Décharger, aider et appuyer les unités territoriales, telle est la philosophie qui guide les enquêteurs de la brigade de recherches de Belley, dans l’Ain. Affecté dans cette unité depuis deux ans, le maréchal des logis-chef Cyril Daumas évoque ce nécessaire partenariat, basé sur le dialogue entre unités et le respect du travail de chacun. Un seul objectif : mettre un coup d’arrêt à la délinquance et répondre aux attentes des victimes d’actes criminels.

Le maréchal des logis-chef (MDC) Cyril Daumas a su très tôt ce qu’il voulait faire de sa vie : entrer en gendarmerie et intégrer une Unité de recherches (U.R.). Avoir grandi en face d’une gendarmerie y a certainement largement contribué : « Beaucoup de mes amis étaient des fils de gendarme. Les côtoyer, écouter leurs pères parler de leur métier, particulièrement l’un d’eux qui était en Section de recherches (S.R.), m’a donné envie de faire ce métier et d’aider les gens à mon tour. »
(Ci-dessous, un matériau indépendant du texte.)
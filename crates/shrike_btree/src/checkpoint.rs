//! The engine's order checkpoint: a monotone gate verifying that
//! operations reach the engine in the order their tokens were issued.
//!
//! Writes are totally ordered. Reads are admitted concurrently, so they
//! are only checked against the last write: two reads may reach the gate
//! in either order, but never before a write issued after them exits.

use parking_lot::Mutex;

use shrike_common::order::OrderToken;

#[derive(Debug, Default)]
struct CheckpointState {
    last_write: Option<OrderToken>,
    last_read: Option<OrderToken>,
}

#[derive(Debug, Default)]
pub struct OrderCheckpoint {
    state: Mutex<CheckpointState>,
}

impl OrderCheckpoint {
    pub fn new() -> OrderCheckpoint {
        OrderCheckpoint::default()
    }

    /// Record a shared-access token. Must have been issued after the last
    /// write the engine observed. `OrderToken::IGNORE` passes unchecked.
    pub fn check_read(&self, token: OrderToken) {
        if token.is_ignore() {
            return;
        }
        let mut state = self.state.lock();
        if let Some(write) = state.last_write {
            debug_assert!(
                token > write,
                "read order token regression: {token:?} observed after write {write:?}"
            );
            if token <= write {
                tracing::warn!(?token, ?write, "read token observed out of issue order");
                return;
            }
        }
        state.last_read = state.last_read.max(Some(token));
    }

    /// Record an exclusive-access token. Must have been issued after every
    /// token the engine has observed.
    pub fn check_write(&self, token: OrderToken) {
        if token.is_ignore() {
            return;
        }
        let mut state = self.state.lock();
        let newest = state.last_write.max(state.last_read);
        if let Some(prev) = newest {
            debug_assert!(
                token > prev,
                "write order token regression: {token:?} observed after {prev:?}"
            );
            if token <= prev {
                tracing::warn!(?token, ?prev, "write token observed out of issue order");
                return;
            }
        }
        state.last_write = Some(token);
    }
}

#[cfg(test)]
mod tests {
    use super::*;
    use shrike_common::order::OrderSource;

    #[test]
    fn test_writes_in_order_pass() {
        let source = OrderSource::new();
        let checkpoint = OrderCheckpoint::new();
        checkpoint.check_write(source.check_in("w1"));
        checkpoint.check_write(source.check_in("w2"));
    }

    #[test]
    fn test_reads_may_race_each_other() {
        let source = OrderSource::new();
        let checkpoint = OrderCheckpoint::new();
        checkpoint.check_write(source.check_in("w"));
        let r1 = source.check_in("r1");
        let r2 = source.check_in("r2");
        // Admitted concurrently: either order is legal.
        checkpoint.check_read(r2);
        checkpoint.check_read(r1);
    }

    #[test]
    fn test_ignore_token_passes() {
        let checkpoint = OrderCheckpoint::new();
        let source = OrderSource::new();
        checkpoint.check_write(source.check_in("w"));
        checkpoint.check_read(OrderToken::IGNORE);
        checkpoint.check_write(OrderToken::IGNORE);
    }

    #[test]
    #[should_panic(expected = "write order token regression")]
    #[cfg(debug_assertions)]
    fn test_write_regression_panics_in_debug() {
        let source = OrderSource::new();
        let a = source.check_in("a");
        let b = source.check_in("b");
        let checkpoint = OrderCheckpoint::new();
        checkpoint.check_write(b);
        checkpoint.check_write(a);
    }

    #[test]
    #[should_panic(expected = "read order token regression")]
    #[cfg(debug_assertions)]
    fn test_read_before_prior_write_panics_in_debug() {
        let source = OrderSource::new();
        let r = source.check_in("r");
        let w = source.check_in("w");
        let checkpoint = OrderCheckpoint::new();
        checkpoint.check_write(w);
        checkpoint.check_read(r);
    }
}
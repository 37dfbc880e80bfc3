use serde::{Deserialize, Serialize};

/// Per-store configuration.
#[derive(Debug, Clone, Serialize, Deserialize, Default)]
pub struct StoreConfig {
    #[serde(default)]
    pub cache: CacheConfig,
}

/// Cache sizing; the dirty budget bounds unflushed mutation bytes before
/// a commit forces a serializer flush.
#[derive(Debug, Clone, Serialize, Deserialize)]
pub struct CacheConfig {
    /// Maximum cache size in bytes.
    pub max_size: u64,
    /// Maximum unflushed dirty bytes before commits flush inline.
    pub max_dirty_size: u64,
}

impl Default for CacheConfig {
    fn default() -> Self {
        Self {
            max_size: 1024 * 1024 * 1024,      // 1 GiB
            max_dirty_size: 512 * 1024 * 1024, // 512 MiB
        }
    }
}

impl StoreConfig {
    /// A small configuration that flushes on every commit; used by tests
    /// that want durability without dirty-budget slack.
    pub fn durable_for_tests() -> StoreConfig {
        StoreConfig {
            cache: CacheConfig {
                max_size: 16 * 1024 * 1024,
                max_dirty_size: 0,
            },
        }
    }
}

#[cfg(test)]
mod tests {
    use super::*;

    #[test]
    fn test_defaults_match_deployment_sizing() {
        let cfg = CacheConfig::default();
        assert_eq!(cfg.max_size, 1 << 30);
        assert_eq!(cfg.max_dirty_size, 512 << 20);
    }
}
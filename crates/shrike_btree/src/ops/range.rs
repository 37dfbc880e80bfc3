//! Range operations: lazy ascending reads, bulk erase, tombstone purge.

use bytes::Bytes;
use std::ops::Bound;
use std::sync::Arc;

use shrike_common::region::{Region, RightBound};
use shrike_common::{StateTimestamp, StoreKey};

use crate::transaction::{ReadTransaction, WriteTransaction};
use crate::tree::{Slot, TreeState};

/// Lazy single-pass ascending iterator over the live keys of a region.
///
/// Holds the read snapshot alive until exhausted or dropped. Tombstones
/// and expired slots are skipped.
pub struct RgetIter {
    state: Arc<TreeState>,
    cursor: Option<StoreKey>,
    right: RightBound,
    effective_time: u32,
}

impl Iterator for RgetIter {
    type Item = (StoreKey, Bytes);

    fn next(&mut self) -> Option<(StoreKey, Bytes)> {
        loop {
            let left = Bound::Included(self.cursor.clone()?);
            let right = match &self.right {
                RightBound::Unbounded => Bound::Unbounded,
                RightBound::Key(k) => Bound::Excluded(k.clone()),
            };
            let (key, slot) = self.state.slots.range((left, right)).next()?;
            let key = key.clone();
            self.cursor = Some(key.successor());
            if let Some(live) = slot.as_live() {
                if !live.is_expired(self.effective_time) {
                    return Some((key, live.value.clone()));
                }
            }
        }
    }
}

/// Begin a lazy range read over `region`, pinning the transaction's
/// snapshot.
pub fn rget(txn: &ReadTransaction, region: &Region, effective_time: u32) -> RgetIter {
    RgetIter {
        state: txn.state().clone(),
        cursor: (!region.is_empty()).then(|| region.left().clone()),
        right: region.right().clone(),
        effective_time,
    }
}

/// Remove every slot in `region`, live and tombstone alike, and raise the
/// tombstone horizon to the newest recency erased: the deletions this
/// range once recorded can no longer be enumerated.
pub fn erase_range(txn: &mut WriteTransaction<'_>, region: &Region) -> u64 {
    let state = txn.state_mut();
    let doomed: Vec<StoreKey> = state
        .slots_in(region)
        .map(|(key, _)| key.clone())
        .collect();
    let mut newest = StateTimestamp::INVALID;
    for key in &doomed {
        if let Some(slot) = state.slots.remove(key) {
            newest = newest.max(slot.recency());
        }
    }
    state.tombstone_horizon = state.tombstone_horizon.max(newest);
    doomed.len() as u64
}

/// Drop tombstones with recency at or below `up_to` and raise the
/// horizon accordingly. Maintenance entry point.
pub fn purge_tombstones(txn: &mut WriteTransaction<'_>, up_to: StateTimestamp) -> u64 {
    let state = txn.state_mut();
    let before = state.slots.len();
    state.slots.retain(|_, slot| match slot {
        Slot::Tombstone { recency } => *recency > up_to,
        Slot::Live(_) => true,
    });
    state.tombstone_horizon = state.tombstone_horizon.max(up_to);
    (before - state.slots.len()) as u64
}

#[cfg(test)]
mod tests {
    use super::*;
    use crate::cache::Cache;
    use crate::ops::point::{set, SetArgs};
    use crate::serializer::Serializer;
    use crate::transaction::BtreeSlice;
    use shrike_common::config::CacheConfig;
    use shrike_common::query::{AddPolicy, ReplacePolicy};
    use shrike_common::Cas;

    fn slice() -> (tempfile::TempDir, BtreeSlice) {
        let dir = tempfile::tempdir().unwrap();
        let serializer = Serializer::create(&dir.path().join("s.shrike")).unwrap();
        let cache = Cache::create(
            serializer,
            CacheConfig {
                max_size: 1 << 20,
                max_dirty_size: 1 << 20,
            },
        )
        .unwrap();
        (dir, BtreeSlice::new(cache))
    }

    fn key(s: &str) -> StoreKey {
        StoreKey::new(s).unwrap()
    }

    fn region(l: &str, r: &str) -> Region {
        Region::new(key(l), RightBound::Key(key(r))).unwrap()
    }

    fn put(slice: &BtreeSlice, key_name: &str, value: &str, ts: u64) {
        let mut txn = slice.begin_write(1).unwrap();
        set(
            &mut txn,
            SetArgs {
                key: key(key_name),
                data: Bytes::copy_from_slice(value.as_bytes()),
                flags: 0,
                exptime: 0,
                add_policy: AddPolicy::Yes,
                replace_policy: ReplacePolicy::Yes,
                old_cas: Cas::INVALID,
                proposed_cas: Cas::INVALID,
                effective_time: 0,
                timestamp: StateTimestamp(ts),
            },
        );
        txn.commit().unwrap();
    }

    fn collect_keys(iter: RgetIter) -> Vec<String> {
        iter.map(|(k, _)| format!("{k}")).collect()
    }

    #[test]
    fn test_rget_ascending_with_bounds() {
        let (_dir, slice) = slice();
        for (k, v) in [("a", "1"), ("b", "2"), ("c", "3"), ("d", "4")] {
            put(&slice, k, v, 1);
        }
        let read = slice.begin_read();
        let iter = rget(&read, &region("a", "d"), 0);
        assert_eq!(collect_keys(iter), vec!["a", "b", "c"]);
    }

    #[test]
    fn test_rget_pins_snapshot() {
        let (_dir, slice) = slice();
        put(&slice, "a", "1", 1);
        let read = slice.begin_read();
        let iter = rget(&read, &Region::universe(), 0);
        drop(read);
        // Mutations after the snapshot are invisible to the iterator.
        put(&slice, "b", "2", 2);
        assert_eq!(collect_keys(iter), vec!["a"]);
    }

    #[test]
    fn test_rget_skips_tombstones_and_expired() {
        let (_dir, slice) = slice();
        put(&slice, "a", "1", 1);
        put(&slice, "b", "2", 2);
        {
            let mut txn = slice.begin_write(2).unwrap();
            crate::ops::point::delete(&mut txn, &key("a"), StateTimestamp(3));
            set(
                &mut txn,
                SetArgs {
                    key: key("c"),
                    data: Bytes::from_static(b"3"),
                    flags: 0,
                    exptime: 10,
                    add_policy: AddPolicy::Yes,
                    replace_policy: ReplacePolicy::Yes,
                    old_cas: Cas::INVALID,
                    proposed_cas: Cas::INVALID,
                    effective_time: 0,
                    timestamp: StateTimestamp(4),
                },
            );
            txn.commit().unwrap();
        }
        let read = slice.begin_read();
        let iter = rget(&read, &Region::universe(), 100);
        assert_eq!(collect_keys(iter), vec!["b"]);
    }

    #[test]
    fn test_erase_range_raises_horizon() {
        let (_dir, slice) = slice();
        put(&slice, "a", "1", 5);
        put(&slice, "b", "2", 9);
        put(&slice, "x", "3", 2);
        let mut txn = slice.begin_write(2).unwrap();
        let erased = erase_range(&mut txn, &region("a", "c"));
        assert_eq!(erased, 2);
        assert_eq!(txn.state().tombstone_horizon(), StateTimestamp(9));
        txn.commit().unwrap();
        let read = slice.begin_read();
        assert_eq!(read.state().slots.len(), 1);
    }

    #[test]
    fn test_purge_tombstones() {
        let (_dir, slice) = slice();
        put(&slice, "a", "1", 1);
        put(&slice, "b", "2", 2);
        {
            let mut txn = slice.begin_write(2).unwrap();
            crate::ops::point::delete(&mut txn, &key("a"), StateTimestamp(3));
            crate::ops::point::delete(&mut txn, &key("b"), StateTimestamp(8));
            txn.commit().unwrap();
        }
        let mut txn = slice.begin_write(1).unwrap();
        assert_eq!(purge_tombstones(&mut txn, StateTimestamp(5)), 1);
        assert_eq!(txn.state().tombstone_horizon(), StateTimestamp(5));
        txn.commit().unwrap();
        let read = slice.begin_read();
        assert!(read.state().slots.contains_key(&key("b")));
        assert!(!read.state().slots.contains_key(&key("a")));
    }

    #[test]
    fn test_rget_empty_region_yields_nothing() {
        let (_dir, slice) = slice();
        put(&slice, "a", "1", 1);
        let read = slice.begin_read();
        let iter = rget(&read, &region("c", "c"), 0);
        assert_eq!(collect_keys(iter), Vec::<String>::new());
    }
}
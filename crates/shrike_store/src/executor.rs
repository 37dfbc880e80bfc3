//! Query executors: dispatch each query variant to its engine operation.

use shrike_btree::ops;
use shrike_btree::{ReadTransaction, WriteTransaction};
use shrike_common::query::{ReadQuery, ReadResponse, RgetStream, WriteQuery, WriteResponse};
use shrike_common::{Cas, StateTimestamp};

/// Execute a read against a pinned snapshot. The rget response stays
/// lazy; its iterator keeps the snapshot alive after the transaction and
/// the admission ticket are gone.
pub fn execute_read(txn: &ReadTransaction, query: &ReadQuery, effective_time: u32) -> ReadResponse {
    match query {
        ReadQuery::Get { key } => ReadResponse::Get(ops::get(txn, key, effective_time)),
        ReadQuery::Rget { range } => {
            ReadResponse::Rget(RgetStream::new(ops::rget(txn, range, effective_time)))
        }
    }
}

/// Execute a write against the exclusive working state.
///
/// `proposed_cas` comes from the caller when replicas must agree on the
/// minted value; `Cas::INVALID` lets the engine mint locally. Deletes
/// never mint, and assert as much.
pub fn execute_write(
    txn: &mut WriteTransaction<'_>,
    query: &WriteQuery,
    proposed_cas: Cas,
    effective_time: u32,
    timestamp: StateTimestamp,
) -> WriteResponse {
    match query {
        WriteQuery::GetCas { key } => {
            WriteResponse::GetCas(ops::get_cas(txn, key, proposed_cas, effective_time))
        }
        WriteQuery::Sarc {
            key,
            data,
            flags,
            exptime,
            add_policy,
            replace_policy,
            old_cas,
        } => WriteResponse::Sarc(ops::set(
            txn,
            ops::SetArgs {
                key: key.clone(),
                data: data.clone(),
                flags: *flags,
                exptime: *exptime,
                add_policy: *add_policy,
                replace_policy: *replace_policy,
                old_cas: *old_cas,
                proposed_cas,
                effective_time,
                timestamp,
            },
        )),
        WriteQuery::IncrDecr { key, kind, amount } => WriteResponse::IncrDecr(ops::incr_decr(
            txn,
            key,
            *kind,
            *amount,
            proposed_cas,
            effective_time,
            timestamp,
        )),
        WriteQuery::AppendPrepend { key, data, kind } => WriteResponse::AppendPrepend(
            ops::append_prepend(txn, key, data, *kind, proposed_cas, effective_time, timestamp),
        ),
        WriteQuery::Delete {
            key,
            suppress_delete_queue: _,
        } => {
            debug_assert_eq!(
                proposed_cas,
                Cas::INVALID,
                "deletes must not carry a proposed cas"
            );
            WriteResponse::Delete(ops::delete(txn, key, timestamp))
        }
    }
}
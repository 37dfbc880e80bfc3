//! Engine operations, dispatched by the storage adapter's executors.
//!
//! Point operations take the write transaction's working state; range
//! reads pin the read transaction's snapshot and stay lazy.

mod backfill;
mod point;
mod range;

pub use backfill::backfill_traverse;
pub use point::{append_prepend, delete, get, get_cas, incr_decr, set, SetArgs};
pub use range::{erase_range, purge_tombstones, rget, RgetIter};
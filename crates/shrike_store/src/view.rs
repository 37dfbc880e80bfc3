//! The store-view contract consumed by the cluster layer.

use bytes::Bytes;

use shrike_common::chunk::BackfillChunk;
use shrike_common::query::{ReadQuery, ReadResponse, WriteQuery, WriteResponse};
use shrike_common::region::Region;
use shrike_common::{Cas, Interruptor, RegionMap, ShrikeResult, StateTimestamp};

use crate::backfill::{BackfillProgress, ChunkSink};
use crate::fifo::{ReadToken, WriteToken};

/// One shard's storage surface.
///
/// Tokens are reserved up front (fixing the issue order) and consumed by
/// the operation they are presented to; the cluster layer may pipeline
/// many reservations ahead of the operations themselves. Every blocking
/// method takes an interruptor and fails with `Interrupted` when it
/// fires, releasing all scoped resources.
pub trait StoreView {
    fn new_read_token(&self) -> ReadToken;

    fn new_write_token(&self) -> WriteToken;

    /// Load the persisted metainfo map; its domain is always the
    /// universe.
    fn get_metainfo(
        &self,
        token: ReadToken,
        interruptor: &Interruptor,
    ) -> ShrikeResult<RegionMap<Bytes>>;

    /// Overlay `new` onto the persisted metainfo.
    fn set_metainfo(
        &self,
        new: &RegionMap<Bytes>,
        token: WriteToken,
        interruptor: &Interruptor,
    ) -> ShrikeResult<()>;

    /// Execute a read after verifying the caller's metainfo expectation
    /// over the expectation's domain.
    fn read(
        &self,
        expected_metainfo: &RegionMap<Bytes>,
        query: &ReadQuery,
        effective_time: u32,
        token: ReadToken,
        interruptor: &Interruptor,
    ) -> ShrikeResult<ReadResponse>;

    /// Execute a write, atomically checking the expectation and
    /// overlaying `new_metainfo` in the same transaction.
    ///
    /// `proposed_cas` is the caller-minted cas, supplied by the master
    /// so every replica replaying this write stamps the same value;
    /// `Cas::INVALID` means "do not mint here" and lets the engine mint
    /// from its own source. Deletes must pass `Cas::INVALID`.
    #[allow(clippy::too_many_arguments)]
    fn write(
        &self,
        expected_metainfo: &RegionMap<Bytes>,
        new_metainfo: &RegionMap<Bytes>,
        query: &WriteQuery,
        timestamp: StateTimestamp,
        proposed_cas: Cas,
        effective_time: u32,
        token: WriteToken,
        interruptor: &Interruptor,
    ) -> ShrikeResult<WriteResponse>;

    /// Stream the chunks that bring a replica from `start_point` up to
    /// this store's current state. Returns `false` without traversing
    /// when `should_backfill` declines the masked metainfo.
    #[allow(clippy::too_many_arguments)]
    fn send_backfill(
        &self,
        start_point: &RegionMap<StateTimestamp>,
        should_backfill: &mut dyn FnMut(&RegionMap<Bytes>) -> bool,
        sink: &mut dyn ChunkSink,
        progress: &BackfillProgress,
        token: ReadToken,
        interruptor: &Interruptor,
    ) -> ShrikeResult<bool>;

    /// Apply one received chunk under a write token.
    fn receive_backfill(
        &self,
        chunk: &BackfillChunk,
        token: WriteToken,
        interruptor: &Interruptor,
    ) -> ShrikeResult<()>;

    /// Overlay `new_metainfo` and wipe `subregion`, in one transaction.
    fn reset_data(
        &self,
        subregion: &Region,
        new_metainfo: &RegionMap<Bytes>,
        token: WriteToken,
        interruptor: &Interruptor,
    ) -> ShrikeResult<()>;
}
//! Region algebra: intervals in the total key order.
//!
//! The canonical internal form is left-closed, right-open (or
//! right-unbounded). External bound modes — open, closed, or none on
//! either side — normalize into this form on construction:
//! an open left bound becomes the successor key, a closed right bound
//! becomes the successor key, and `none` becomes the minimum key or the
//! unbounded right. `[k, k]` closed-closed is therefore `[k, succ(k))`.

use serde::{Deserialize, Serialize};
use std::cmp::Ordering;
use std::fmt;

use crate::error::RoutingError;
use crate::key::StoreKey;

/// How one side of an externally-phrased range is bounded.
#[derive(Debug, Clone, Copy, PartialEq, Eq, Serialize, Deserialize)]
pub enum BoundMode {
    /// Unbounded on this side.
    None,
    /// Bounded, excluding the named key.
    Open,
    /// Bounded, including the named key.
    Closed,
}

/// The exclusive right edge of a region.
#[derive(Clone, PartialEq, Eq, Hash, Serialize, Deserialize)]
pub enum RightBound {
    Key(StoreKey),
    Unbounded,
}

impl RightBound {
    pub fn is_unbounded(&self) -> bool {
        matches!(self, RightBound::Unbounded)
    }

    pub fn key(&self) -> Option<&StoreKey> {
        match self {
            RightBound::Key(k) => Some(k),
            RightBound::Unbounded => None,
        }
    }
}

impl PartialOrd for RightBound {
    fn partial_cmp(&self, other: &Self) -> Option<Ordering> {
        Some(self.cmp(other))
    }
}

impl Ord for RightBound {
    fn cmp(&self, other: &Self) -> Ordering {
        match (self, other) {
            (RightBound::Unbounded, RightBound::Unbounded) => Ordering::Equal,
            (RightBound::Unbounded, RightBound::Key(_)) => Ordering::Greater,
            (RightBound::Key(_), RightBound::Unbounded) => Ordering::Less,
            (RightBound::Key(a), RightBound::Key(b)) => a.cmp(b),
        }
    }
}

impl fmt::Debug for RightBound {
    fn fmt(&self, f: &mut fmt::Formatter<'_>) -> fmt::Result {
        match self {
            RightBound::Key(k) => write!(f, "{k:?}"),
            RightBound::Unbounded => write!(f, "+inf"),
        }
    }
}

/// A half-open interval `[left, right)` in the total key order, with the
/// right edge optionally unbounded.
#[derive(Clone, PartialEq, Eq, Hash, Serialize, Deserialize)]
pub struct Region {
    left: StoreKey,
    right: RightBound,
}

impl Region {
    /// The region covering every key.
    pub fn universe() -> Region {
        Region {
            left: StoreKey::min(),
            right: RightBound::Unbounded,
        }
    }

    /// Construct from canonical bounds. Fails unless `left <= right`.
    pub fn new(left: StoreKey, right: RightBound) -> Result<Region, RoutingError> {
        if let RightBound::Key(r) = &right {
            if &left > r {
                return Err(RoutingError::InvariantViolated(format!(
                    "region left bound {left} exceeds right bound {r}"
                )));
            }
        }
        Ok(Region { left, right })
    }

    /// The region containing exactly `key`: `[key, succ(key))`.
    pub fn point(key: &StoreKey) -> Region {
        Region {
            left: key.clone(),
            right: RightBound::Key(key.successor()),
        }
    }

    /// Normalize externally-phrased bound modes into the canonical form.
    ///
    /// `left_key`/`right_key` are ignored when the corresponding mode is
    /// `None`.
    pub fn from_bounds(
        left_mode: BoundMode,
        left_key: &StoreKey,
        right_mode: BoundMode,
        right_key: &StoreKey,
    ) -> Result<Region, RoutingError> {
        let left = match left_mode {
            BoundMode::None => StoreKey::min(),
            BoundMode::Closed => left_key.clone(),
            BoundMode::Open => left_key.successor(),
        };
        let right = match right_mode {
            BoundMode::None => RightBound::Unbounded,
            BoundMode::Open => RightBound::Key(right_key.clone()),
            BoundMode::Closed => RightBound::Key(right_key.successor()),
        };
        Region::new(left, right)
    }

    pub fn left(&self) -> &StoreKey {
        &self.left
    }

    pub fn right(&self) -> &RightBound {
        &self.right
    }

    /// True when no key is contained.
    pub fn is_empty(&self) -> bool {
        match &self.right {
            RightBound::Unbounded => false,
            RightBound::Key(r) => &self.left >= r,
        }
    }

    pub fn contains_key(&self, key: &StoreKey) -> bool {
        if key < &self.left {
            return false;
        }
        match &self.right {
            RightBound::Unbounded => true,
            RightBound::Key(r) => key < r,
        }
    }

    /// True iff every key in `other` lies in `self`.
    pub fn is_superset(&self, other: &Region) -> bool {
        if other.is_empty() {
            return true;
        }
        self.left <= other.left && self.right >= other.right
    }

    pub fn overlaps(&self, other: &Region) -> bool {
        !self.intersection(other).is_empty()
    }

    /// The common sub-region; empty when the regions are disjoint.
    pub fn intersection(&self, other: &Region) -> Region {
        let left = self.left.clone().max(other.left.clone());
        let right = std::cmp::min(self.right.clone(), other.right.clone());
        let right = match right {
            // Clamp so the result stays a well-formed (possibly empty) region.
            RightBound::Key(r) if r < left => RightBound::Key(left.clone()),
            other => other,
        };
        Region { left, right }
    }
}

impl PartialOrd for Region {
    fn partial_cmp(&self, other: &Self) -> Option<Ordering> {
        Some(self.cmp(other))
    }
}

impl Ord for Region {
    fn cmp(&self, other: &Self) -> Ordering {
        self.left
            .cmp(&other.left)
            .then_with(|| self.right.cmp(&other.right))
    }
}

impl fmt::Display for Region {
    fn fmt(&self, f: &mut fmt::Formatter<'_>) -> fmt::Result {
        match &self.right {
            RightBound::Key(r) => write!(f, "[{}, {})", self.left, r),
            RightBound::Unbounded => write!(f, "[{}, +inf)", self.left),
        }
    }
}

impl fmt::Debug for Region {
    fn fmt(&self, f: &mut fmt::Formatter<'_>) -> fmt::Result {
        write!(f, "Region({self})")
    }
}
À 18 ans, il entre à l’école de Châteaulin. Pour sa première affectation, il choisit l’escadron de gendarmerie mobile de Villeneuve-d’Ascq, « entre autres pour les déplacements.» Mais la mobile lui apportera bien plus : « C’est une école de vie. On apprend à connaître les gens, à vivre ensemble, à travailler en équipe. J’ai été formé au contact d’anciens, qui m’ont donné l’amour du métier et cet esprit de contact qui est l’essence de la gendarmerie, notre raison d’être. C’est ce que j’aime et que j’essaie de faire perdurer en unité. »

Après quelques années dans le Nord, le gendarme originaire de Chambéry retrouve sa Savoie natale. À la brigade des Échelles, il cultive son appétence pour le contact avec les élus, les commerçants et la population. Il obtient surtout son diplôme d’officier de police judiciaire, qui lui ouvre, il y a deux ans, les portes de la Brigade de recherches (B.R.) de Belley, dans le département voisin de l’Ain.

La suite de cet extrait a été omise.